September 11, 2009 – Safety-net providers know only too well the challenges of implementing and maintaining patient assistance programs (PAPs), designed to help indigent Americans access much-needed drugs.
So they were encouraged to learn of a recent legal opinion stating – hopefully once and for all – that so-called bulk PAPs are not a violation of the federal anti-kickback law as long as such programs contain certain safeguards.
Bulk PAPs, or replacement, programs allow the pharmacy to contract with a pharmaceutical company to receive large shipments of charity drugs that they can then dispense to eligible patients – a model usually favored by pharmacists and patients.
In its July 21 opinion, the Department of Health and Human Services Office of Inspector General determined for the first time that hospital “bulk replacement programs” are legal and won’t trigger penalties against the companies that operate such programs when handled correctly. This should encourage more manufacturers to offer bulk PAPs, and ease any concerns that existing programs may prompt unfavorable audits.
“As a pharmacy business manager at a hospital that recovers more than $2 million a year from PAP drugs, I’m always amazed at the excuses companies give me when I ask them about PAP programs and why they don’t offer them,” said Donald Price, pharmacy services business manager at Virginia Commonwealth University Health System in Richmond, Va. “It always goes back to the legal department. (The OIG opinion) will very much ease their concerns.”

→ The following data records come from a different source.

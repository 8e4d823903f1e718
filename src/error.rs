use actix_web::http::StatusCode;
use actix_web::{HttpResponse, ResponseError};
use thiserror::Error;

use crate::view::errors::{render_not_found, render_server_error};

#[derive(Error, Debug)]
pub enum AppError {
    #[error("db error: {0}")]
    Db(String),
    #[error("not found: {0}")]
    NotFound(String),
    #[error("seed error: {0}")]
    Seed(String),
    #[error("{0}")]
    Other(String),
}

impl From<rusqlite::Error> for AppError {
    fn from(err: rusqlite::Error) -> Self {
        Self::Db(err.to_string())
    }
}

impl From<tokio::task::JoinError> for AppError {
    fn from(err: tokio::task::JoinError) -> Self {
        Self::Other(format!("storage task failed: {err}"))
    }
}

impl From<serde_json::Error> for AppError {
    fn from(err: serde_json::Error) -> Self {
        Self::Seed(err.to_string())
    }
}

impl From<std::io::Error> for AppError {
    fn from(err: std::io::Error) -> Self {
        Self::Other(err.to_string())
    }
}

impl From<String> for AppError {
    fn from(err: String) -> Self {
        Self::Other(err)
    }
}

impl From<&str> for AppError {
    fn from(err: &str) -> Self {
        Self::Other(err.to_string())
    }
}

impl ResponseError for AppError {
    fn status_code(&self) -> StatusCode {
        match self {
            AppError::NotFound(_) => StatusCode::NOT_FOUND,
            _ => StatusCode::INTERNAL_SERVER_ERROR,
        }
    }

    fn error_response(&self) -> HttpResponse {
        let markup = match self {
            AppError::NotFound(what) => {
                tracing::warn!(%what, "not found");
                render_not_found()
            }
            other => {
                // details stay in the log, the page is generic
                tracing::error!(error = %other, "request failed");
                render_server_error()
            }
        };
        HttpResponse::build(self.status_code())
            .content_type("text/html; charset=utf-8")
            .body(markup.into_string())
    }
}
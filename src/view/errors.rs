use maud::{Markup, html};

use super::layout::bare_page;

pub fn render_not_found() -> Markup {
    bare_page(
        "No encontrado",
        html! {
            p { "El registro solicitado no existe." }
        },
    )
}

pub fn render_server_error() -> Markup {
    bare_page(
        "Error del servidor",
        html! {
            p { "Ocurrió un error al procesar la solicitud." }
        },
    )
}
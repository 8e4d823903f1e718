use rusqlite::Connection;
use std::sync::atomic::{AtomicU64, Ordering};
use std::sync::{Arc, Mutex};

use super::products::insert_product;
use super::shipments::insert_shipment;
use crate::error::AppError;
use crate::model::{ProductInput, ShipmentInput, TABLES_AND_DDL};

/// Shared handle on the SQLite database.
///
/// All statements run on tokio's blocking pool. Every statement executed
/// through [`SqlStorage::interact`] is counted, which lets callers check how
/// many round-trips an operation costs.
#[derive(Clone)]
pub struct SqlStorage {
    conn: Arc<Mutex<Connection>>,
    round_trips: Arc<AtomicU64>,
}

impl SqlStorage {
    /// Opens (or creates) the database file. `:memory:` gives a private
    /// in-memory database.
    ///
    /// # Errors
    ///
    /// Will return `Err` if the file cannot be opened
    pub fn open(db_name: &str) -> Result<Self, AppError> {
        let conn = Connection::open(db_name)?;
        Self::from_connection(conn)
    }

    /// # Errors
    ///
    /// Will return `Err` if sqlite cannot allocate the database
    pub fn open_in_memory() -> Result<Self, AppError> {
        let conn = Connection::open_in_memory()?;
        Self::from_connection(conn)
    }

    fn from_connection(conn: Connection) -> Result<Self, AppError> {
        conn.execute_batch("PRAGMA foreign_keys = ON;")?;
        Ok(Self {
            conn: Arc::new(Mutex::new(conn)),
            round_trips: Arc::new(AtomicU64::new(0)),
        })
    }

    /// Number of statements executed so far.
    #[must_use]
    pub fn round_trips(&self) -> u64 {
        self.round_trips.load(Ordering::SeqCst)
    }

    /// Runs a batch of statements inside one transaction.
    ///
    /// # Errors
    ///
    /// Will return `Err` if any statement fails; nothing is committed then
    pub async fn execute_batch(&self, sql: String) -> Result<(), AppError> {
        self.interact(move |conn, counter| {
            let tx = conn.transaction()?;
            tick(counter);
            tx.execute_batch(&sql)?;
            tx.commit()?;
            Ok(())
        })
        .await
    }

    /// Creates any missing tables.
    ///
    /// # Errors
    ///
    /// Will return `Err` if the DDL fails
    pub async fn create_tables(&self) -> Result<(), AppError> {
        let ddl = TABLES_AND_DDL
            .iter()
            .map(|(_, ddl)| *ddl)
            .collect::<Vec<_>>()
            .join("\n");
        self.execute_batch(ddl).await?;
        tracing::debug!(tables = TABLES_AND_DDL.len(), "schema ready");
        Ok(())
    }

    /// Number of rows in `table`, used by the seeder to detect an empty db.
    ///
    /// # Errors
    ///
    /// Will return `Err` if the query fails or the table is not ours
    pub async fn count_rows(&self, table: &'static str) -> Result<i64, AppError> {
        if !TABLES_AND_DDL.iter().any(|(name, _)| *name == table) {
            return Err(AppError::Other(format!("unknown table {table}")));
        }
        self.interact(move |conn, counter| {
            tick(counter);
            let n = conn.query_row(&format!("SELECT COUNT(*) FROM {table}"), [], |row| {
                row.get::<_, i64>(0)
            })?;
            Ok(n)
        })
        .await
    }

    /// Inserts all products, then all shipments, in one transaction.
    ///
    /// Each shipment's `productos` holds 1-based positions into `products`,
    /// resolved to the new ids as rows go in. Returns the inserted counts.
    ///
    /// # Errors
    ///
    /// Will return `Err` if a position is out of range or any insert fails;
    /// nothing is committed then
    pub async fn seed(
        &self,
        products: Vec<ProductInput>,
        shipments: Vec<ShipmentInput>,
    ) -> Result<(usize, usize), AppError> {
        self.interact(move |conn, counter| {
            let shipment_count = shipments.len();
            let tx = conn.transaction()?;
            let mut ids = Vec::with_capacity(products.len());
            for input in &products {
                ids.push(insert_product(&tx, counter, input)?);
            }
            for (i, mut input) in shipments.into_iter().enumerate() {
                input.productos = input
                    .productos
                    .iter()
                    .map(|pos| {
                        pos.checked_sub(1)
                            .and_then(|idx| usize::try_from(idx).ok())
                            .and_then(|idx| ids.get(idx).copied())
                            .ok_or_else(|| {
                                AppError::Seed(format!("embarques[{i}]: no producto at position {pos}"))
                            })
                    })
                    .collect::<Result<Vec<_>, _>>()?;
                insert_shipment(&tx, counter, &input)?;
            }
            tx.commit()?;
            Ok((ids.len(), shipment_count))
        })
        .await
    }

    /// Runs `f` against the connection on the blocking pool.
    pub(crate) async fn interact<F, T>(&self, f: F) -> Result<T, AppError>
    where
        F: FnOnce(&mut Connection, &AtomicU64) -> Result<T, AppError> + Send + 'static,
        T: Send + 'static,
    {
        let conn = Arc::clone(&self.conn);
        let counter = Arc::clone(&self.round_trips);
        tokio::task::spawn_blocking(move || {
            let mut guard = conn
                .lock()
                .map_err(|_| AppError::Db("connection mutex poisoned".to_string()))?;
            f(&mut guard, &counter)
        })
        .await?
    }
}

/// Records one statement round-trip.
pub(crate) fn tick(counter: &AtomicU64) {
    let n = counter.fetch_add(1, Ordering::SeqCst) + 1;
    tracing::trace!(round_trips = n, "sql statement");
}
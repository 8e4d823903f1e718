use maud::Markup;

use crate::controller::routes::Urls;
use crate::forms::ModelForm;
use crate::model::WithRelated;

pub mod errors;
pub mod form;
pub mod layout;
mod product;
mod shipment;

/// Page templates of one entity. Form pages are shared, see [`form`].
pub trait Templates: ModelForm {
    fn list_page(items: &[WithRelated<Self>], urls: &Urls) -> Markup;
    fn detail_page(item: &WithRelated<Self>, urls: &Urls) -> Markup;
    fn confirm_delete_page(item: &WithRelated<Self>, urls: &Urls) -> Markup;
}
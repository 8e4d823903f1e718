use super::types::Args;

impl Args {
    /// Validate the database settings.
    ///
    /// # Errors
    ///
    /// Will return `Err` if the database configuration is invalid
    pub fn validate(&self) -> Result<(), String> {
        if self.db_name.trim().is_empty() {
            return Err("Database name is required".to_string());
        }
        Ok(())
    }

    /// Concatenates the startup scripts, in the order given.
    ///
    /// # Errors
    ///
    /// Will return `Err` if a script disappeared since argument parsing
    pub fn combined_sql_script(&self) -> Result<String, String> {
        let Some(scripts) = &self.db_startup_script else {
            return Ok(String::new());
        };
        let mut combined = String::new();
        for file in scripts.split(';') {
            let sql = std::fs::read_to_string(file)
                .map_err(|e| format!("Unable to read sql startup script '{file}': {e}"))?;
            combined.push_str(&sql);
            combined.push('\n');
        }
        Ok(combined)
    }
}
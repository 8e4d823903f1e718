use maud::{Markup, html};

use super::layout::page;
use crate::controller::routes::Urls;
use crate::forms::{BoundField, BoundForm, FieldKind};
use crate::model::Entity;

#[derive(Debug, Clone, Copy, PartialEq, Eq)]
pub enum FormMode {
    Create,
    Update(i64),
}

/// The create/update form of any entity, with field errors when bound to an
/// invalid submission.
pub fn render_form_page<E: Entity>(mode: FormMode, form: &BoundForm, urls: &Urls) -> Markup {
    let (title, action) = match mode {
        FormMode::Create => (format!("Nuevo {}", E::VERBOSE_NAME), urls.create::<E>()),
        FormMode::Update(pk) => (format!("Editar {}", E::VERBOSE_NAME), urls.update::<E>(pk)),
    };

    page(
        &title,
        urls,
        html! {
            @if form.has_errors() {
                p class="errornote" { "Por favor corrija los errores a continuación." }
            }
            form method="post" action=(action) {
                @for field in &form.fields {
                    (render_field(field))
                }
                button type="submit" { "Guardar" }
                " "
                a href=(urls.list::<E>()) { "Cancelar" }
            }
        },
    )
}

fn render_field(field: &BoundField) -> Markup {
    let spec = field.spec;
    let id = format!("id_{}", spec.name);
    html! {
        div class="field" {
            label for=(id) { (spec.label) }
            (render_widget(field, &id))
            @if !field.errors.is_empty() {
                ul class="errorlist" {
                    @for error in &field.errors {
                        li { (error) }
                    }
                }
            }
        }
    }
}

fn render_widget(field: &BoundField, id: &str) -> Markup {
    let spec = field.spec;
    match spec.kind {
        FieldKind::Text { max_length } => html! {
            input type="text" id=(id) name=(spec.name) value=(field.value())
                maxlength=(max_length) required[spec.required];
        },
        FieldKind::TextArea => html! {
            textarea id=(id) name=(spec.name) rows="4" required[spec.required] {
                (field.value())
            }
        },
        FieldKind::Money => html! {
            input type="number" id=(id) name=(spec.name) value=(field.value())
                step="0.01" min="0" required[spec.required];
        },
        FieldKind::Date => html! {
            input type="date" id=(id) name=(spec.name) value=(field.value())
                required[spec.required];
        },
        FieldKind::MultipleChoice => html! {
            select id=(id) name=(spec.name) multiple {
                @for choice in &field.choices {
                    option value=(choice.value) selected[field.is_selected(choice)] {
                        (choice.label)
                    }
                }
            }
        },
    }
}
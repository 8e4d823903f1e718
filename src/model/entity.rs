/// Symbolic route names for the five CRUD operations of one entity.
#[derive(Debug, Clone, Copy, PartialEq, Eq)]
pub struct RouteNames {
    pub list: &'static str,
    pub detail: &'static str,
    pub create: &'static str,
    pub update: &'static str,
    pub delete: &'static str,
}

/// A persisted record type that the generic CRUD handlers can serve.
///
/// `Related` is the record type on the other side of the many-to-many
/// association, so `Product::Related == Shipment` and vice versa.
pub trait Entity: Clone + Send + Sync + 'static {
    /// Cleaned, validated form input used for inserts and updates.
    type Input: Send + 'static;
    type Related: Clone + Send + Sync + 'static;

    const VERBOSE_NAME: &'static str;
    const VERBOSE_NAME_PLURAL: &'static str;
    const ROUTES: RouteNames;

    fn id(&self) -> i64;

    /// Short human label, used in choice lists and confirmation pages.
    fn label(&self) -> String;
}

/// A record together with its prefetched related collection.
pub struct WithRelated<E: Entity> {
    pub record: E,
    pub related: Vec<E::Related>,
}

impl<E: Entity> Clone for WithRelated<E> {
    fn clone(&self) -> Self {
        Self {
            record: self.record.clone(),
            related: self.related.clone(),
        }
    }
}

impl<E> std::fmt::Debug for WithRelated<E>
where
    E: Entity + std::fmt::Debug,
    E::Related: std::fmt::Debug,
{
    fn fmt(&self, f: &mut std::fmt::Formatter<'_>) -> std::fmt::Result {
        f.debug_struct("WithRelated")
            .field("record", &self.record)
            .field("related", &self.related)
            .finish()
    }
}

impl<E: Entity> WithRelated<E> {
    #[must_use]
    pub fn new(record: E, related: Vec<E::Related>) -> Self {
        Self { record, related }
    }
}
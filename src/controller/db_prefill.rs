use serde::Deserialize;
use serde_json::Value;
use std::collections::HashMap;

use crate::error::AppError;
use crate::forms::{Choice, FieldErrors, FormData, ModelForm};
use crate::model::{Product, Shipment};
use crate::storage::SqlStorage;

#[derive(Deserialize, Debug)]
struct SeedFile {
    #[serde(default)]
    productos: Vec<SeedProduct>,
    #[serde(default)]
    embarques: Vec<SeedShipment>,
}

#[derive(Deserialize, Debug)]
struct SeedProduct {
    nombre: String,
    #[serde(default)]
    descripcion: String,
    #[serde(default)]
    precio: Value,
}

#[derive(Deserialize, Debug)]
struct SeedShipment {
    codigo: String,
    #[serde(default)]
    destino: String,
    #[serde(default)]
    fecha_envio: String,
    /// Product names, resolved against the products seeded above.
    #[serde(default)]
    productos: Vec<String>,
}

#[derive(Debug, Clone, Copy, PartialEq, Eq, Default)]
pub struct SeedOutcome {
    pub productos: usize,
    pub embarques: usize,
}

/// Numbers and strings are both accepted where the form expects text.
fn as_form_text(value: &Value) -> String {
    match value {
        Value::String(s) => s.clone(),
        Value::Null => String::new(),
        other => other.to_string(),
    }
}

fn describe(errors: &FieldErrors) -> String {
    errors
        .iter()
        .map(|(field, messages)| format!("{field}: {}", messages.join(" ")))
        .collect::<Vec<_>>()
        .join("; ")
}

/// Seeds an empty database from the json given with `--db-populate-json`.
/// format we have is this:
/// { "productos": [{"nombre": "..", "descripcion": "..", "precio": "12.50"}, ...]
/// , "embarques": [{"codigo": "..", "destino": "..", "fecha_envio": "2024-05-01", "productos": ["<nombre>", ...]}, ...]
/// }
///
/// Every entry goes through the same validation as the web forms before
/// anything is written, and all rows go in with one transaction. Nothing is
/// seeded when either table already has rows.
///
/// # Errors
///
/// Will return `Err` naming the first entry that does not validate or repeats
/// a product name, or if the database fails; the database is left untouched
pub async fn db_prefill(json: &Value, storage: &SqlStorage) -> Result<SeedOutcome, AppError> {
    let seed: SeedFile = serde_json::from_value(json.clone())?;

    let existing_products = storage.count_rows("producto").await?;
    let existing_shipments = storage.count_rows("embarque").await?;
    if existing_products > 0 || existing_shipments > 0 {
        tracing::info!(
            existing_products,
            existing_shipments,
            "database already has data, skipping seed"
        );
        return Ok(SeedOutcome::default());
    }

    let mut products = Vec::with_capacity(seed.productos.len());
    let mut positions: HashMap<&str, i64> = HashMap::new();
    for (i, product) in seed.productos.iter().enumerate() {
        let mut data = FormData::default();
        data.push("nombre", product.nombre.clone());
        data.push("descripcion", product.descripcion.clone());
        data.push("precio", as_form_text(&product.precio));
        let input = Product::clean(&data, &[]).map_err(|errors| {
            AppError::Seed(format!(
                "productos[{i}] ({}): {}",
                product.nombre,
                describe(&errors)
            ))
        })?;
        // shipments refer to products by name, so names must be unique
        let position = i64::try_from(i + 1)
            .map_err(|_| AppError::Seed("too many productos".to_string()))?;
        if positions.insert(product.nombre.trim(), position).is_some() {
            return Err(AppError::Seed(format!(
                "productos[{i}] ({}): duplicate nombre",
                product.nombre
            )));
        }
        products.push(input);
    }

    // positions stand in for ids until the rows exist
    let choices: Vec<Choice> = seed
        .productos
        .iter()
        .zip(1..)
        .map(|(p, position)| Choice::new(position, p.nombre.trim().to_string()))
        .collect();

    let mut shipments = Vec::with_capacity(seed.embarques.len());
    for (i, shipment) in seed.embarques.iter().enumerate() {
        let mut data = FormData::default();
        data.push("codigo", shipment.codigo.clone());
        data.push("destino", shipment.destino.clone());
        data.push("fecha_envio", shipment.fecha_envio.clone());
        for name in &shipment.productos {
            let position = positions.get(name.trim()).ok_or_else(|| {
                AppError::Seed(format!(
                    "embarques[{i}] ({}): unknown producto '{name}'",
                    shipment.codigo
                ))
            })?;
            data.push("productos", position.to_string());
        }
        let input = Shipment::clean(&data, &choices).map_err(|errors| {
            AppError::Seed(format!(
                "embarques[{i}] ({}): {}",
                shipment.codigo,
                describe(&errors)
            ))
        })?;
        shipments.push(input);
    }

    let (productos, embarques) = storage.seed(products, shipments).await?;
    let outcome = SeedOutcome {
        productos,
        embarques,
    };

    tracing::info!(
        productos = outcome.productos,
        embarques = outcome.embarques,
        "database seeded"
    );
    Ok(outcome)
}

The lingering question of whether bulk PAPs induce hospitals to favor certain drugs and suppliers over others has had a chilling effect on the development of bulk PAP programs — especially after the OIG issued an advisory opinion in 2005, raising concerns about PAPs for Medicare Part D patients. (See Monitor, Oct. 2008)
Bulk Programs Shrinking
Although an estimated 15 to 20 drug manufacturers now offer bulk replacement, some safety-net hospitals report that such charity programs are in decline.
The Harris County Hospital District in Houston, Tex., for example, saw a 37-percent decline in bulk replacement during fiscal 2008, reports Pharmacy Operations Manager Tam Nguyen.
“The OIG advisory opinion may encourage more manufacturers to offer bulk PAP programs and it would make a tremendous difference,” he agreed.
Federal law prohibits manufacturers from offering charity drugs to patients who are eligible for Medicare or Medicaid. As a result, most manufacturers are now requiring pharmacies to reassign within six months every bulk replacement product originally intended for patients who later became eligible for Medicare or Medicaid to another patient eligible for the PAP, Nguyen said. This is because the drug makers worry about hefty fines if the drugs end up in the hands of already-covered patients, he said.
So any communication from the federal government easing manufacturer concerns over potential problems associated with their charity programs will help pharmacists and patients on the ground, Nguyen said.
Risks are small, OIG says
In its July opinion, the OIG scrutinized a bulk PAP program proposed by a leading manufacturer to determine whether it would pose legal risks.
The agency concluded that there was little risk the company would use the PAP to make hospitals favor its products over those of other manufacturers because hospitals participating in the program would not be chosen based on the size or type of drug orders they place. The fact that the PAP would serve outpatients only and that hospitals and prescribing physicians would receive no financial compensation also prevented kickback risks, the OIG wrote.
The agency also noted that the PAP program would provide drugs to needy patients at hospitals that may not have the manpower or time to help such patients apply to individual PAP programs. Also known as traditional PAPs, such programs require patients to apply for charity help directly from the manufacturer, a cumbersome paperwork process that many patients are unable to complete on their own.
Drug maker: “We’re pleased.”
No surprisingly, manufacturers with well-established PAP programs also welcomed the fact that there’s now a legal opinion in place to justify their activities.
“We were pleased with the OIG opinion on bulk PAP programs,” said Jennifer McGovern, AstraZeneca’s manager of patient assistance programs. “Having a bulk PAP program ourselves, we know how important they are in getting patients the medicines they need.”
Some estimates have shown that bulk PAP programs cost health care providers 80 percent less in paperwork and staff resources than do traditional, or individual, PAP programs. That’s according to John Doster, senior vice president and managing director of the Franklin Group, which administers traditional and institutional patient assistance programs along with reimbursement programs for large manufacturers.
They also benefit patients who can access drugs immediately with a bulk PAP, compared with traditional PAPs that can take between two and four weeks to process patient applications, depending on the manufacturer and its particular rules, Doster said.